§ **Exercise brief**
Where a line in the data below includes the word "schema", count it. State the total and nothing more.

§ **Data to use**
·····
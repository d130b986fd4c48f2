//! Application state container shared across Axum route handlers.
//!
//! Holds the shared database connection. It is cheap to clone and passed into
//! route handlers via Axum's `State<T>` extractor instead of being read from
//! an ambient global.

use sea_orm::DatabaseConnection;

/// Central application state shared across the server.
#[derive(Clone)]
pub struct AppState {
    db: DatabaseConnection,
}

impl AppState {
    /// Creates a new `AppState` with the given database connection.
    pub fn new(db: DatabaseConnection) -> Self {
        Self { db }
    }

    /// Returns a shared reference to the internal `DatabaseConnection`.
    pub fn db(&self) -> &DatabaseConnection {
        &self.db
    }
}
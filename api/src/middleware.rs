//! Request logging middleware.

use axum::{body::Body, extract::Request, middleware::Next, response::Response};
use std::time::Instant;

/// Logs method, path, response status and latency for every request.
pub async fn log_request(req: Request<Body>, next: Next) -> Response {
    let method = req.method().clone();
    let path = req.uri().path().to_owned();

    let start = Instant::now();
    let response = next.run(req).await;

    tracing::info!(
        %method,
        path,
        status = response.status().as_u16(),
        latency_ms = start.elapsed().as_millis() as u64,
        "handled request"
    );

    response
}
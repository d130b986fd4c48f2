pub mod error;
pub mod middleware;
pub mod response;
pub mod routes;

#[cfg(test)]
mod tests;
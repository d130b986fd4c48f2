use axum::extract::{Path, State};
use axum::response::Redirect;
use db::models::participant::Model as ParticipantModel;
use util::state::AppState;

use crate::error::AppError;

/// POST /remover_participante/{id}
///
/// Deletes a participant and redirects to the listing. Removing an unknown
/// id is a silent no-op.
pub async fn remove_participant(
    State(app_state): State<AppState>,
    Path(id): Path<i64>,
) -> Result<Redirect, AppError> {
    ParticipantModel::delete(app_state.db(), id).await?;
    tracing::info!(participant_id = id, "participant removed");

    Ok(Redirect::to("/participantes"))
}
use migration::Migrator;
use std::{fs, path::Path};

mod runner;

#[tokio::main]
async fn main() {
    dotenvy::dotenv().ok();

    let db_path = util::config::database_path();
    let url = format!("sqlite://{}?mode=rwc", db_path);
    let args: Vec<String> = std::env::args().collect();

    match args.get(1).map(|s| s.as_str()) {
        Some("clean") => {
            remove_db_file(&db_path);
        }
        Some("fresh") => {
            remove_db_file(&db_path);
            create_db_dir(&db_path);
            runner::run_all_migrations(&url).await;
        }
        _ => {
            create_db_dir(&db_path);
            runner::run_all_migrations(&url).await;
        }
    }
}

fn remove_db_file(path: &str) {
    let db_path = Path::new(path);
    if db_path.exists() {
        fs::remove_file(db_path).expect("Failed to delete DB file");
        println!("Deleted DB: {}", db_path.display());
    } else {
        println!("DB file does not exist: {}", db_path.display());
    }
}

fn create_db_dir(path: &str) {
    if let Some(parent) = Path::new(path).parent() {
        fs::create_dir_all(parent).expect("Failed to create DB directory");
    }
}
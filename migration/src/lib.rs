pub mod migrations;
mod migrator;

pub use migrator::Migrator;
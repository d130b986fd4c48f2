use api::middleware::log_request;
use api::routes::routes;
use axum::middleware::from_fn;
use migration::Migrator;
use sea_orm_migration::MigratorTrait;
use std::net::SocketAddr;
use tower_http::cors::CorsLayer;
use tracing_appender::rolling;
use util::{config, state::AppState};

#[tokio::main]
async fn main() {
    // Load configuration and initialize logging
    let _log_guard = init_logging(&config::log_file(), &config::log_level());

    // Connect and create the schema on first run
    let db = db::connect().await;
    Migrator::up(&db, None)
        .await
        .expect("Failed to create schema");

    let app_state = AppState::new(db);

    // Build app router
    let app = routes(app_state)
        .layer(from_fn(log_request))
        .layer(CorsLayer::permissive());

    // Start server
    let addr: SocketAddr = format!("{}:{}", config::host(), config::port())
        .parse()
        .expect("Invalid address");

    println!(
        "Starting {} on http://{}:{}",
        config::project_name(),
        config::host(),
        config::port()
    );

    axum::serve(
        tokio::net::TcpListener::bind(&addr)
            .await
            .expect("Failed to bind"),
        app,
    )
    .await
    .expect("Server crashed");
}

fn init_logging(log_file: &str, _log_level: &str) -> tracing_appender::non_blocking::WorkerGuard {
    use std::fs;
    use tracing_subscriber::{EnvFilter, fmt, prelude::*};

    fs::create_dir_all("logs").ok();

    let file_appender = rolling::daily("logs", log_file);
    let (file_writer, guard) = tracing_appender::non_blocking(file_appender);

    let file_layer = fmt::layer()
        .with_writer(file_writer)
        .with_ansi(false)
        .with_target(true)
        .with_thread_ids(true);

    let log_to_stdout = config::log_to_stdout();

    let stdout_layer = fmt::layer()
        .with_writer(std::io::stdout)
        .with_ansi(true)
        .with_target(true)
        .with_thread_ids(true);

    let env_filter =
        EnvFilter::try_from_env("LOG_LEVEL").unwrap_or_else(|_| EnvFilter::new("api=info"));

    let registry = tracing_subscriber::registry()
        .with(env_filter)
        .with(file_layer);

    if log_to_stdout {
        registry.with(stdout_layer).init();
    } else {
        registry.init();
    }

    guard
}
·····
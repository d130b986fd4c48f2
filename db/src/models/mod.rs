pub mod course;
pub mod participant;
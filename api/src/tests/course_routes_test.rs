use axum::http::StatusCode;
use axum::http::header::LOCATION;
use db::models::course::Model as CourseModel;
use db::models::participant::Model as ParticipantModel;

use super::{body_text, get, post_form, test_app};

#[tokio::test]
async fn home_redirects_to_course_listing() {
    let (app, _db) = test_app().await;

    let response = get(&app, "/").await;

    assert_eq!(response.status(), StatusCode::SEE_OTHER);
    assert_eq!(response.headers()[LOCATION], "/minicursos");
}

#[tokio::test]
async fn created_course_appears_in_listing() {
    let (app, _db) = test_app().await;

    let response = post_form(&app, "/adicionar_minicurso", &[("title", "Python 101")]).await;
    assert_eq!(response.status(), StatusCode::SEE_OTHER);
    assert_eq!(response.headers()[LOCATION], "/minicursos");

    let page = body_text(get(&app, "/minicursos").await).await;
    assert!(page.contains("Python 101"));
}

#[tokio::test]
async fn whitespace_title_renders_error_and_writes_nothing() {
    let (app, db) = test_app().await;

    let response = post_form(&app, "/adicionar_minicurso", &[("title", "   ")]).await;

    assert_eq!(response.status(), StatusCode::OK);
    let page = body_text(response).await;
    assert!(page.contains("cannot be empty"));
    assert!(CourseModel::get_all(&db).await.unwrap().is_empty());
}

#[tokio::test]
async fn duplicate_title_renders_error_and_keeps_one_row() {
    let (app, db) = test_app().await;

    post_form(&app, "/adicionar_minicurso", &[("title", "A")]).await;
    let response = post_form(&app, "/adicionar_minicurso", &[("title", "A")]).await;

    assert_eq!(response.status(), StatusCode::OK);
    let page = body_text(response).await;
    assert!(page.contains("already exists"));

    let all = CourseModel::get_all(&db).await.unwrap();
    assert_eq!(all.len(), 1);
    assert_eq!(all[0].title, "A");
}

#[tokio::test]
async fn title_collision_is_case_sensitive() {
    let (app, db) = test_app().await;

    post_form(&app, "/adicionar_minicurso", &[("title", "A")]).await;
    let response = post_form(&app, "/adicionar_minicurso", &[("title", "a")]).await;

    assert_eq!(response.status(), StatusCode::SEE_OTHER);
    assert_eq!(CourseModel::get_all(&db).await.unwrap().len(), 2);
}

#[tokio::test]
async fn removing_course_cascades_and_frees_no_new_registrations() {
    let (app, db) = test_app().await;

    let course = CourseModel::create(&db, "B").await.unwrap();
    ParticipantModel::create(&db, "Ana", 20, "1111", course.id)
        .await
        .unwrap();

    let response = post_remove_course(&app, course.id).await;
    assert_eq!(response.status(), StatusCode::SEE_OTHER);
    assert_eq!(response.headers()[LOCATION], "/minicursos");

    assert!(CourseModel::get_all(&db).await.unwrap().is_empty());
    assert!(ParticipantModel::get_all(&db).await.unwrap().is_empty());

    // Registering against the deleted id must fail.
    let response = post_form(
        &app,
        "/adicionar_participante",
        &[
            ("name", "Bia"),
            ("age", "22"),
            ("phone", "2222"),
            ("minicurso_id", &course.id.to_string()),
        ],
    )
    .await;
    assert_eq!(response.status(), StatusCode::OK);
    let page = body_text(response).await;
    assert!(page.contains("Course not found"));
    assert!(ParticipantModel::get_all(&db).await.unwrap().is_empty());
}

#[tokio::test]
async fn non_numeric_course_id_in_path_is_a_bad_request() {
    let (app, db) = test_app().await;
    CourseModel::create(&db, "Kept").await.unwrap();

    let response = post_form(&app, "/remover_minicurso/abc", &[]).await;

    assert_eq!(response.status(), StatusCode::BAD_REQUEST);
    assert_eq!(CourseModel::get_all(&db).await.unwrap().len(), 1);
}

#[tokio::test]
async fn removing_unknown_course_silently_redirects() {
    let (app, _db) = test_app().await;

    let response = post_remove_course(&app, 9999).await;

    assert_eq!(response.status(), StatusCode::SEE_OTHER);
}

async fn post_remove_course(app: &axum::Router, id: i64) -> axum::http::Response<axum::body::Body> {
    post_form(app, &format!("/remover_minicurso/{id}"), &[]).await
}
·····
§ **Completed task**
2